• Stored items:
____

//! Spline-based trajectory synthesis
//!
//! The previous trajectory's unconsumed tail is kept verbatim. Two anchors
//! fix the heading at the seam, three more sit on the target lane centerline
//! further down the track. The anchors are moved into the frame of the
//! reference pose, a spline y = f(x) is fitted through them, and the curve is
//! sampled so that consecutive points are one tick apart at the reference
//! speed.

use itertools::Itertools;
use serde::{Deserialize, Serialize};
use tracing::warn;

use crate::common::{
    EgoState, PlannerError, PlannerResult, Point2D, Pose2D, Trajectory, DEGENERATE_SEGMENT_LENGTH,
};
use crate::map::{CoordinateTransformer, RoadConfig};
use crate::trajectory::CubicSpline;

/// Trajectory timing and anchor placement
#[derive(Debug, Clone, PartialEq, Serialize, Deserialize)]
#[serde(default)]
pub struct TrajectoryConfig {
    /// Number of points in every emitted trajectory
    pub horizon: usize,
    /// Time between consecutive points [s]
    pub tick_duration: f64,
    /// Local x at which the chord used for spacing is measured [m]
    pub look_ahead: f64,
    /// Arc length offsets of the far anchors ahead of ego [m]
    pub anchor_offsets: Vec<f64>,
    /// Divides the reference speed to get m/s (mph -> m/s)
    pub speed_conversion: f64,
}

impl Default for TrajectoryConfig {
    fn default() -> Self {
        Self {
            horizon: 50,
            tick_duration: 0.02,
            look_ahead: 30.0,
            anchor_offsets: vec![30.0, 60.0, 90.0],
            speed_conversion: 2.24,
        }
    }
}

impl TrajectoryConfig {
    /// Distance covered in one tick at `speed` [m]
    pub fn step_length(&self, speed: f64) -> f64 {
        (self.tick_duration * speed / self.speed_conversion).max(0.0)
    }
}

/// How the points beyond the reused tail were produced
#[derive(Debug, Clone, Copy, PartialEq, Eq)]
pub enum PlanSource {
    /// Sampled from a spline through the anchors
    Spline,
    /// Straight extension along the last known heading
    HoldCourse,
    /// Tail already covers the horizon; nothing appended
    TailOnly,
}

#[derive(Debug, Clone, PartialEq)]
pub struct TrajectoryPlan {
    pub trajectory: Trajectory,
    pub source: PlanSource,
}

#[derive(Debug, Clone)]
pub struct TrajectoryGenerator {
    road: RoadConfig,
    config: TrajectoryConfig,
}

impl TrajectoryGenerator {
    pub fn new(road: RoadConfig, config: TrajectoryConfig) -> Self {
        TrajectoryGenerator { road, config }
    }

    pub fn config(&self) -> &TrajectoryConfig {
        &self.config
    }

    /// Build the next trajectory towards `lane` at `ref_speed`.
    ///
    /// `planning_s` is the arc length the far anchors are measured from:
    /// the end of the previous path when one exists, otherwise ego s.
    pub fn generate(
        &self,
        transformer: &CoordinateTransformer,
        lane: usize,
        ref_speed: f64,
        ego: &EgoState,
        planning_s: f64,
        previous: &[Point2D],
    ) -> TrajectoryPlan {
        if previous.len() >= self.config.horizon {
            return TrajectoryPlan {
                trajectory: Trajectory::from_points(previous.to_vec()),
                source: PlanSource::TailOnly,
            };
        }

        match self.fit_local_curve(transformer, lane, ego, planning_s, previous) {
            Ok((reference, spline)) => TrajectoryPlan {
                trajectory: self.sample(&reference, &spline, ref_speed, previous),
                source: PlanSource::Spline,
            },
            Err(err) => {
                warn!("holding course, no curve fitted: {}", err);
                TrajectoryPlan {
                    trajectory: self.hold_course(ego, ref_speed, previous),
                    source: PlanSource::HoldCourse,
                }
            }
        }
    }

    /// Reference pose and the two anchors that pin the heading at the seam
    fn seam_anchors(
        &self,
        ego: &EgoState,
        previous: &[Point2D],
    ) -> PlannerResult<(Pose2D, [Point2D; 2])> {
        if previous.len() < 2 {
            let behind = Point2D::new(ego.x - ego.yaw.cos(), ego.y - ego.yaw.sin());
            return Ok((ego.pose(), [behind, ego.position()]));
        }

        let last = previous[previous.len() - 1];
        let before = previous[previous.len() - 2];
        if before.distance(&last) < DEGENERATE_SEGMENT_LENGTH {
            return Err(PlannerError::NumericalError(
                "previous path ends in coincident points".to_string(),
            ));
        }
        Ok((Pose2D::new(last.x, last.y, before.bearing_to(&last)), [before, last]))
    }

    fn fit_local_curve(
        &self,
        transformer: &CoordinateTransformer,
        lane: usize,
        ego: &EgoState,
        planning_s: f64,
        previous: &[Point2D],
    ) -> PlannerResult<(Pose2D, CubicSpline)> {
        let (reference, seam) = self.seam_anchors(ego, previous)?;
        let d = self.road.lane_center(lane);

        let local: Vec<Point2D> = seam
            .iter()
            .copied()
            .chain(
                self.config
                    .anchor_offsets
                    .iter()
                    .map(|offset| transformer.to_cartesian(planning_s + offset, d)),
            )
            .map(|p| reference.to_local(&p))
            .collect();

        if !local.iter().tuple_windows().all(|(a, b)| b.x > a.x) {
            return Err(PlannerError::NumericalError(format!(
                "anchors not increasing in local x: {:?}",
                local.iter().map(|p| p.x).collect::<Vec<_>>()
            )));
        }

        let xs: Vec<f64> = local.iter().map(|p| p.x).collect();
        let ys: Vec<f64> = local.iter().map(|p| p.y).collect();
        let spline = CubicSpline::new(&xs, &ys)?;
        Ok((reference, spline))
    }

    fn sample(
        &self,
        reference: &Pose2D,
        spline: &CubicSpline,
        ref_speed: f64,
        previous: &[Point2D],
    ) -> Trajectory {
        let mut trajectory = Trajectory::with_capacity(self.config.horizon);
        trajectory.points.extend_from_slice(previous);

        let target_x = self.config.look_ahead;
        let target_y = spline.calc(target_x);
        let target_dist = target_x.hypot(target_y);

        let step = self.config.step_length(ref_speed);
        let inc = if step > 0.0 {
            let n = target_dist / step;
            target_x / n
        } else {
            0.0
        };

        let mut x_add_on = 0.0;
        while trajectory.len() < self.config.horizon {
            x_add_on += inc;
            let local = Point2D::new(x_add_on, spline.calc(x_add_on));
            trajectory.push(reference.to_global(&local));
        }
        trajectory
    }

    /// Extend the tail in a straight line along its last heading (ego yaw if
    /// the tail has none)
    fn hold_course(&self, ego: &EgoState, ref_speed: f64, previous: &[Point2D]) -> Trajectory {
        let mut trajectory = Trajectory::from_points(previous.to_vec());
        let heading = trajectory.end_heading().unwrap_or(ego.yaw);
        let step = self.config.step_length(ref_speed);

        let mut last = trajectory.last().copied().unwrap_or_else(|| ego.position());
        while trajectory.len() < self.config.horizon {
            last = Point2D::new(last.x + step * heading.cos(), last.y + step * heading.sin());
            trajectory.push(last);
        }
        trajectory
    }
}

____

• Exercise instructions:
Find the lines above holding the word "last" and show them.

• Exercise result:
    /// Straight extension along the last known heading
        let last = previous[previous.len() - 1];
        if before.distance(&last) < DEGENERATE_SEGMENT_LENGTH {
        Ok((Pose2D::new(last.x, last.y, before.bearing_to(&last)), [before, last]))
    /// Extend the tail in a straight line along its last heading (ego yaw if
        let mut last = trajectory.last().copied().unwrap_or_else(|| ego.position());
            last = Point2D::new(last.x + step * heading.cos(), last.y + step * heading.sin());
            trajectory.push(last);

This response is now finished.